Quel spectacle ! À tous les angles du fort, les canons ouvraient leurs gueules enflammées, les obus sifflaient dans l’air, en ville la foule se sauvait en poussant des clameurs, seuls quelques habitants cherchaient à faire preuve de courage en regardant le danger en face. Ils en furent d’ailleurs largement récompensés, car Francœur projeta en l’air, avec un obusier, une gerbe de fusées, puis avec un mortier un paquet de boules lumineuses, et enfin, avec des fusils, il en lança quantité d’autres encore. Le général déclara que l’effet obtenu était admirable ; il n’avait jamais osé lancer ses feux d’artifice avec des armes à feu, mais c’était là un progrès dans l’art, qui en devenait en quelque sorte météorique, et rien que pour cela, Francœur méritait sa grâce.

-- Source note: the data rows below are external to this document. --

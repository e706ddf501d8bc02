//! Checkpoint timer for multi-step operations.

use std::time::Duration;

use thiserror::Error;
use tokio::time::Instant;

/// Tracing target used for checkpoint log lines.
pub const LOG_TARGET: &str = "lambench::timer";

/// Errors raised by [`CheckpointTimer`].
#[derive(Debug, Clone, PartialEq, Eq, Error)]
pub enum TimerError {
    #[error("timer has already been stopped, cannot record checkpoint '{label}'")]
    AlreadySealed { label: String },
}

/// Lifecycle state of a [`CheckpointTimer`].
#[derive(Debug, Clone, Copy, PartialEq, Eq)]
pub enum TimerState {
    /// Accepting checkpoints.
    Active,
    /// Stopped for good. Checkpoints are rejected.
    Sealed,
}

/// Records a monotonic origin and the time spent between successive checkpoints.
///
/// Each delta is measured against the immediately preceding checkpoint, so the
/// sequence reports the cost of each discrete step. `deltas()[0]` is always zero
/// and belongs to the origin.
///
/// Time comes from tokio's monotonic clock, which tests can pause and advance.
#[derive(Debug)]
pub struct CheckpointTimer {
    origin: Instant,
    checkpoints: Vec<Instant>,
    deltas: Vec<Duration>,
    state: TimerState,
}

impl CheckpointTimer {
    /// Start a new timer at the current instant.
    pub fn new() -> Self {
        let origin = Instant::now();
        Self {
            origin,
            checkpoints: vec![origin],
            deltas: vec![Duration::ZERO],
            state: TimerState::Active,
        }
    }

    /// Record a checkpoint and log the time since the previous one.
    ///
    /// Fails without touching the timer if it has been stopped.
    pub fn checkpoint(&mut self, label: &str) -> Result<Duration, TimerError> {
        if self.state == TimerState::Sealed {
            return Err(TimerError::AlreadySealed {
                label: label.to_string(),
            });
        }
        Ok(self.record(label))
    }

    /// Append a checkpoint. Callers must have checked that the timer is active.
    pub(super) fn record(&mut self, label: &str) -> Duration {
        let now = Instant::now();
        let last = self.checkpoints[self.checkpoints.len() - 1];
        let delta = now.saturating_duration_since(last);

        self.checkpoints.push(now);
        self.deltas.push(delta);

        tracing::info!(target: LOG_TARGET, "{}", format_checkpoint(label, delta));
        delta
    }

    /// Delta recorded by the most recent checkpoint, zero if there is none yet.
    pub fn latest_delta(&self) -> Duration {
        self.deltas.last().copied().unwrap_or_default()
    }

    /// Seal the timer. Stopping an already stopped timer does nothing.
    pub fn stop(&mut self) {
        self.state = TimerState::Sealed;
    }

    pub fn state(&self) -> TimerState {
        self.state
    }

    pub fn is_sealed(&self) -> bool {
        self.state == TimerState::Sealed
    }

    pub fn origin(&self) -> Instant {
        self.origin
    }

    pub fn checkpoints(&self) -> &[Instant] {
        &self.checkpoints
    }

    pub fn deltas(&self) -> &[Duration] {
        &self.deltas
    }

    /// Time from the origin to the latest checkpoint.
    pub fn total(&self) -> Duration {
        self.deltas.iter().skip(1).sum()
    }
}

impl Default for CheckpointTimer {
    fn default() -> Self {
        Self::new()
    }
}

/// Render a checkpoint as `"<label> -- <seconds>s <milliseconds>ms"`.
///
/// Milliseconds carry the fractional sub-second part, e.g. `1s 250.5ms`.
pub fn format_checkpoint(label: &str, delta: Duration) -> String {
    let millis = f64::from(delta.subsec_nanos()) / 1_000_000.0;
    format!("{} -- {}s {}ms", label, delta.as_secs(), millis)
}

Cette illumination nocturne eut une autre conséquence, que personne n’avait voulue : elle sauva la vie à Rosalie et à son enfant. Tous deux s’étaient endormis dans le paisible bercement de leur barque ; en rêve, Rosalie aperçut sa mère, tout éclairée et dévorée par des flammes intérieures, et elle lui demanda pourquoi elle souffrait ainsi. Elle crut alors entendre une voix lui crier aux oreilles « Ma malédiction me consume comme toi-même et si tu ne peux y mettre fin, je vais rester la proie du Malin. » Elle voulut ajouter quelque chose encore, mais déjà Rosalie s’était éveillée de terreur ; elle vit au-dessus de sa tête l’éclatante gerbe de fusées et entendit tout près d’elle un batelier qui criait : « Virez à gauche, sinon nous allons renverser un canot où il y a une femme et un enfant ! » Déjà la proue d’un grand bateau s’avançait bruyamment sur elle, pareille à la gueule béante d’une baleine ; elle obliqua sur la gauche, mais la barque fut pourtant entraînée à son flanc. « Sauvez mon pauvre enfant ! » cria Rosalie, et le crochet d’une longue perche vint la retenir auprès du grand bateau, qui aussitôt après jeta l’ancre. « Sans ce feu d’artifice au fort Ratonneau, dit l’un des bateliers, je ne vous aurais pas vue et nous vous aurions envoyée au fond bien malgré nous ; que faites-vous donc à ces heures, seule, sur l’eau ? Pourquoi n’avez-vous pas crié ? » Rosalie répondit brièvement à ces questions et demanda instamment qu’on l’amenât chez le général. Le batelier, pris de pitié, lui donna son fils pour guide.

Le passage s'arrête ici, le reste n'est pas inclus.